Unfortunately Merida bikes will not enter the US and Canadian market, do to their agreement with Specialized. I guess I'll just have to buy it used somewhere in Asia or Europe, next time Im there. I really like E One Sixty's design. It doesn't hide the battery yet it still looks really DOPE!

From what Ive heard from people who actually owns one. They LOVE this rig!


----------



## Gutch (Dec 17, 2010)

What’s the relationship with Speshy?


----------



## PinoyMTBer (Nov 21, 2013)

Merida bikes is a Taiwan based company and they manufacture Specialized bikes. They have an agreement to not compete with Specialized in the US and Canadian markets. They sell their bikes everywhere else. 

Its unconfirmed, but I think Merida actually owns Specialized.


----------



## Gutch (Dec 17, 2010)

PinoyMTBer said:


> Merida bikes is a Taiwan based company and they manufacture Specialized bikes. They have an agreement to not compete with Specialized in the US and Canadian markets. They sell their bikes everywhere else.
> 
> Its unconfirmed, but I think Merida actually owns Specialized.


10-4. Interesting...


----------



## Twimby (Jun 27, 2013)

Theses showed up on Friday
My 800e and mates 900e

















Sent from my iPad using Tapatalk


----------



## Sanchofula (Dec 30, 2007)

No Mr Bigwheel, you completely trolled and tried to derail a thread on a Pivot bike, going on and on about your homebrewed ebike, and didn't say a word related to the thread. Your thread was all about you. Of course you since deleted your post, nice.

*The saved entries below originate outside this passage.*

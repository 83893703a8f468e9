//! Fuzz target: inbound command decoding
//!
//! Splits the input at the first NUL into a command name and a JSON
//! parameter document, then runs name lookup, parameter decoding and
//! admission.  None of these may panic on any input.
//!
//! cargo fuzz run fuzz_command_decode

#![no_main]

use libfuzzer_sys::fuzz_target;
use thermalctl::app::commands::{Command, CommandName, Request};

fuzz_target!(|data: &[u8]| {
    let (name, params) = match data.iter().position(|&b| b == 0) {
        Some(i) => (&data[..i], &data[i + 1..]),
        None => (data, &[][..]),
    };

    let Ok(name) = std::str::from_utf8(name) else {
        return;
    };
    let Ok(name) = CommandName::parse(name) else {
        return;
    };
    let params = serde_json::from_slice(params).unwrap_or(serde_json::Value::Null);

    match Request::decode(name, &params) {
        Ok(Request::Command(kind)) => {
            assert_eq!(kind.command_name(), Some(name));
            if let Err(rejected) = Command::detached(kind).admit() {
                assert_eq!(rejected.acknowledge().code(), 103);
            }
        }
        Ok(Request::SetLogLevel { .. }) => assert_eq!(name, CommandName::SetLogLevel),
        Err(e) => assert_eq!(e.code(), 102),
    }
});
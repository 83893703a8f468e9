//! thermalctl: simulation entry point.
//!
//! Runs the control core against a simulated FPGA and an in-process
//! command channel.
//!
//! ```text
//! ┌───────────────────────────────────────────────────────────┐
//! │  LoopbackChannel ──▶ subscriber ──┐                       │
//! │                                   ▼                       │
//! │  PeriodicTicker ──▶ outer-loop ──▶ CommandQueue           │
//! │                                   │                       │
//! │                                   ▼                       │
//! │                    controller (NodeService) ──▶ SimulatedFpga
//! │                                   │                       │
//! │                                   └──▶ LogEventSink        │
//! └───────────────────────────────────────────────────────────┘
//! ```
//!
//! Further requests are read from stdin, one JSON object per line.
//!
//! ```bash
//! thermalctl --run-secs 5 -v
//! thermalctl --config node.json --no-auto-enable
//! echo '{"name": "exitControl"}' | thermalctl --run-secs 0 --no-auto-enable
//! ```

use std::io::BufRead;
use std::path::PathBuf;
use std::sync::Arc;
use std::time::Duration;

use anyhow::{Context, Result, bail};
use clap::Parser;
use log::{LevelFilter, info, warn};
use serde_json::json;

use thermalctl::Node;
use thermalctl::adapters::log_sink::LogEventSink;
use thermalctl::adapters::loopback::LoopbackChannel;
use thermalctl::adapters::sim_fpga::SimulatedFpga;
use thermalctl::app::ack::Ack;
use thermalctl::app::commands::CommandName;
use thermalctl::config::NodeConfig;
use thermalctl::threads::{StopToken, spawn_named};

const ACK_WAIT: Duration = Duration::from_secs(2);
const EXIT_POLL: Duration = Duration::from_millis(100);

/// Thermal controller node (simulated hardware)
#[derive(Parser, Debug)]
#[command(name = "thermalctl", version, about, long_about = None)]
struct Args {
    /// JSON configuration file; defaults are used when omitted
    #[arg(short, long, value_name = "FILE")]
    config: Option<PathBuf>,

    /// Seconds to run before shutting down; 0 runs until exitControl
    /// arrives on stdin or stdin closes
    #[arg(long, default_value_t = 5)]
    run_secs: u64,

    /// Settings name passed to `start`
    #[arg(long, default_value = "Default")]
    settings: String,

    /// Do not send start/enable at boot
    #[arg(long)]
    no_auto_enable: bool,

    /// Increase verbosity (-v debug, -vv trace)
    #[arg(short, long, action = clap::ArgAction::Count)]
    verbose: u8,
}

fn init_logging(verbose: u8) {
    let level = match verbose {
        0 => LevelFilter::Info,
        1 => LevelFilter::Debug,
        _ => LevelFilter::Trace,
    };
    // Let everything through env_logger; `setLogLevel` adjusts the global max.
    env_logger::Builder::from_default_env()
        .filter_level(LevelFilter::Trace)
        .format_timestamp_millis()
        .init();
    log::set_max_level(level);
}

fn send(channel: &LoopbackChannel, name: CommandName, params: serde_json::Value) -> Result<()> {
    let id = channel.submit(name, params);
    match channel.wait_terminal(id, ACK_WAIT) {
        Some(Ack::Complete) => {
            info!("{} #{} complete", name, id);
            Ok(())
        }
        Some(Ack::Failed { code, message }) => bail!("{name} #{id} failed ({code}): {message}"),
        Some(Ack::InProgress) | None => bail!("{name} #{id}: no terminal ack within {ACK_WAIT:?}"),
    }
}

/// Submit each stdin line as a request.  Raises `closed` at end of input.
fn read_requests(channel: &LoopbackChannel, closed: &StopToken) {
    for line in std::io::stdin().lock().lines() {
        let line = match line {
            Ok(line) => line,
            Err(e) => {
                warn!("stdin: {}", e);
                break;
            }
        };
        if line.trim().is_empty() {
            continue;
        }
        match channel.submit_line(&line) {
            Ok((id, name)) => match channel.wait_terminal(id, ACK_WAIT) {
                Some(ack) => info!("{} #{}: {:?}", name, id, ack),
                None => warn!("{} #{}: no terminal ack within {:?}", name, id, ACK_WAIT),
            },
            Err(e) => warn!("stdin: rejected request: {}", e),
        }
    }
    info!("stdin closed");
    closed.cancel();
}

fn main() -> Result<()> {
    let args = Args::parse();
    init_logging(args.verbose);

    info!("thermalctl v{}", env!("CARGO_PKG_VERSION"));

    let config = match &args.config {
        Some(path) => NodeConfig::load(path)
            .with_context(|| format!("loading config {}", path.display()))?,
        None => NodeConfig::default(),
    };

    let channel = Arc::new(LoopbackChannel::new());
    let node = Node::start(
        &config,
        SimulatedFpga::new(),
        Arc::clone(&channel),
        LogEventSink::new(),
    )
    .context("starting node")?;

    if !args.no_auto_enable {
        send(
            &channel,
            CommandName::Start,
            json!({ "settingsToApply": args.settings }),
        )?;
        send(&channel, CommandName::Enable, serde_json::Value::Null)?;
    }

    let input_closed = StopToken::new();
    {
        let channel = Arc::clone(&channel);
        let closed = input_closed.clone();
        // Never joined; the read blocks until input arrives.
        spawn_named("stdin", move || read_requests(&channel, &closed))
            .context("spawning stdin reader")?;
    }

    if args.run_secs == 0 {
        info!("Waiting for exitControl or end of input");
        while !node.wait_for_exit_timeout(EXIT_POLL) {
            if input_closed.is_cancelled() {
                break;
            }
        }
    } else if node.wait_for_exit_timeout(Duration::from_secs(args.run_secs)) {
        info!("exitControl received");
    } else {
        info!("Run time elapsed");
    }

    let metrics = node.metrics();
    match serde_json::to_string(&metrics) {
        Ok(json) => info!("Metrics: {}", json),
        Err(e) => warn!("Metrics: encode failed: {}", e),
    }

    let service = node.shutdown().context("shutting down")?;
    info!(
        "Stopped in {} after {} update cycles",
        service.state(),
        service.update_count()
    );
    Ok(())
}
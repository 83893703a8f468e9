//! The command queue: the single serialization point.
//!
//! Many producers push [`AdmittedCommand`]s; exactly one consumer (the
//! controller thread) pops them in FIFO order.  The queue is unbounded:
//! backlog is logged once it crosses a threshold, never throttled or
//! dropped.

use std::collections::VecDeque;
use std::sync::atomic::{AtomicUsize, Ordering};

use log::warn;
use parking_lot::{Condvar, Mutex};

use crate::app::commands::AdmittedCommand;

#[derive(Debug, Default)]
struct Inner {
    items: VecDeque<AdmittedCommand>,
    stopped: bool,
}

#[derive(Debug)]
pub struct CommandQueue {
    inner: Mutex<Inner>,
    available: Condvar,
    peak_depth: AtomicUsize,
    warn_depth: usize,
}

impl CommandQueue {
    /// `warn_depth` is the backlog size at which a warning is logged.
    pub fn new(warn_depth: usize) -> Self {
        Self {
            inner: Mutex::new(Inner::default()),
            available: Condvar::new(),
            peak_depth: AtomicUsize::new(0),
            warn_depth,
        }
    }

    /// Append and wake the consumer.  Never blocks on the consumer and never
    /// fails.
    pub fn enqueue(&self, cmd: AdmittedCommand) {
        let depth = {
            let mut inner = self.inner.lock();
            inner.items.push_back(cmd);
            inner.items.len()
        };
        self.available.notify_one();

        self.peak_depth.fetch_max(depth, Ordering::Relaxed);
        if self.warn_depth > 0 && depth == self.warn_depth {
            warn!("CommandQueue: backlog reached {} commands", depth);
        }
    }

    /// Block until a command is available or the queue is stopped.
    ///
    /// Returns `None` once stopped, even if commands remain; collect those
    /// with [`drain`](Self::drain).
    pub fn dequeue(&self) -> Option<AdmittedCommand> {
        let mut inner = self.inner.lock();
        loop {
            if inner.stopped {
                return None;
            }
            if let Some(cmd) = inner.items.pop_front() {
                return Some(cmd);
            }
            self.available.wait(&mut inner);
        }
    }

    /// Request the consumer to stop after its current wait.
    pub fn stop(&self) {
        self.inner.lock().stopped = true;
        self.available.notify_all();
    }

    pub fn is_stopped(&self) -> bool {
        self.inner.lock().stopped
    }

    /// Remove and return everything still queued.
    pub fn drain(&self) -> Vec<AdmittedCommand> {
        self.inner.lock().items.drain(..).collect()
    }

    pub fn len(&self) -> usize {
        self.inner.lock().items.len()
    }

    pub fn is_empty(&self) -> bool {
        self.len() == 0
    }

    /// Deepest backlog observed since construction.
    pub fn peak_depth(&self) -> usize {
        self.peak_depth.load(Ordering::Relaxed)
    }
}
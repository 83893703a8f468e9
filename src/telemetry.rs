//! Telemetry records published by the control core.
//!
//! [`EnabledIlc`] tracks which thermal ILCs are enabled and publishes only
//! when that set changed.  [`ThermalData`] collects one status response
//! per ILC during an Update cycle and publishes the lot once per cycle.

use serde::Serialize;

use crate::app::events::AppEvent;
use crate::app::ports::EventSink;
use crate::config::MAX_ILCS;
use crate::ilc::StatusResponse;

/// Payload of [`AppEvent::EnabledIlc`]: addresses currently enabled.
#[derive(Debug, Clone, PartialEq, Eq, Serialize)]
pub struct EnabledIlcData {
    pub enabled: heapless::Vec<u8, MAX_ILCS>,
}

/// Per-address enable flags with a dirty marker.
#[derive(Debug, Clone)]
pub struct EnabledIlc {
    flags: [bool; MAX_ILCS],
    updated: bool,
}

impl Default for EnabledIlc {
    fn default() -> Self {
        Self::new()
    }
}

impl EnabledIlc {
    pub fn new() -> Self {
        Self {
            flags: [false; MAX_ILCS],
            updated: false,
        }
    }

    /// Set one address.  Out-of-range addresses are ignored.
    pub fn set(&mut self, address: u8, enabled: bool) {
        let Some(slot) = (address as usize)
            .checked_sub(1)
            .and_then(|i| self.flags.get_mut(i))
        else {
            return;
        };
        if *slot != enabled {
            *slot = enabled;
            self.updated = true;
        }
    }

    pub fn set_all(&mut self, addresses: &[u8], enabled: bool) {
        for &address in addresses {
            self.set(address, enabled);
        }
    }

    pub fn is_enabled(&self, address: u8) -> bool {
        (address as usize)
            .checked_sub(1)
            .and_then(|i| self.flags.get(i))
            .copied()
            .unwrap_or(false)
    }

    pub fn is_updated(&self) -> bool {
        self.updated
    }

    pub fn snapshot(&self) -> EnabledIlcData {
        let mut enabled = heapless::Vec::new();
        for (i, _) in self.flags.iter().enumerate().filter(|(_, on)| **on) {
            // At most MAX_ILCS entries, cannot overflow.
            let _ = enabled.push((i + 1) as u8);
        }
        EnabledIlcData { enabled }
    }

    /// Emit one event if anything changed since the last send.
    pub fn send(&mut self, sink: &mut impl EventSink) -> bool {
        if !self.updated {
            return false;
        }
        sink.emit(&AppEvent::EnabledIlc(self.snapshot()));
        self.updated = false;
        true
    }
}

/// Payload of [`AppEvent::ThermalData`].
#[derive(Debug, Clone, PartialEq, Serialize)]
pub struct ThermalSnapshot {
    pub records: heapless::Vec<StatusResponse, MAX_ILCS>,
}

/// Latest thermal status per ILC.
#[derive(Debug, Clone, Default)]
pub struct ThermalData {
    records: heapless::Vec<StatusResponse, MAX_ILCS>,
}

impl ThermalData {
    pub fn new() -> Self {
        Self::default()
    }

    /// Insert or replace the record for `response.address`.
    pub fn record(&mut self, response: StatusResponse) {
        if let Some(existing) = self
            .records
            .iter_mut()
            .find(|r| r.address == response.address)
        {
            *existing = response;
        } else if self.records.push(response).is_err() {
            log::warn!("ThermalData: table full, dropping ILC {}", response.address);
        }
    }

    pub fn get(&self, address: u8) -> Option<&StatusResponse> {
        self.records.iter().find(|r| r.address == address)
    }

    pub fn len(&self) -> usize {
        self.records.len()
    }

    pub fn is_empty(&self) -> bool {
        self.records.is_empty()
    }

    pub fn send(&self, sink: &mut impl EventSink) {
        sink.emit(&AppEvent::ThermalData(ThermalSnapshot {
            records: self.records.clone(),
        }));
    }
}
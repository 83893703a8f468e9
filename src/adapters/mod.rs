//! Adapters: concrete implementations of the port traits.
//!
//! | Adapter     | Implements              | Connects to                  |
//! |-------------|-------------------------|------------------------------|
//! | `sim_fpga`  | FpgaPort                | In-process thermal ILC model |
//! | `loopback`  | CommandChannel, AckPort | In-process request queue     |
//! | `log_sink`  | EventSink               | `log` facade                 |

pub mod log_sink;
pub mod loopback;
pub mod sim_fpga;
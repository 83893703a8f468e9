//! Integration test driver for the `tests/integration/` submodules.
//!
//! Each `mod` below maps to a file that exercises a specific subsystem
//! against mock adapters.  All tests run on the host with no FPGA.

mod concurrency_tests;
mod mock_hw;
mod node_tests;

There is a big difference between comparing bikes in the same genre, esp when someone is interested in how a bike compares to other bikes. New bikes are always going to be compared to old bikes, it's the way of life.

My purpose is not to bash anyone's bike, I could care less what other people ride. That said, I don't think there is anything ground breaking with this bike and I'm gonna state that by comparing it to other bikes such as the Levo and the Pivot.

The Levo is a well known ebike, readilly available for demo, so folks who are shopping for an ebike are going to see it and have the opportunity to try it.

If mfgs want to bring a better bike to the market, that is great, but repackaging a bike and call it better is simply a way of selling more of the same.

The only improvement the Merida bike makes over a Levo is geometry, not a small thing in my book, but still not enough to sell me this bike.

If you follow any of my posts outside the emtb forum, you know that I have discerning taste, I'm a very competent mechanic, and I know mountain bikes.

Ebikes are no different than non ebikes, they should be designed for riding with or without power. A 50# bike would never sell outside the ebike community, which suggests that ebikers are either clueless or have poor choices; I'm going with poor choices.

Buy the Merida, it's a decent bike, likely better than a Levo, but keep in mind that your $6000 today will get you a lot more a year from now; it might even get you a Pivot Shuttle with an aluminum frame.

Make your money speak for you, it's the only way to get the kind of ebike you want.



Bigwheel said:


> View attachment 1178669
> 
> 
> All I did was compare my "ghetto" bike build weight wise, as in the same, with the pivot in that thread to warrant that response. I had at that time a posting about my build on the forum that had been on there for a week.
> ...


----------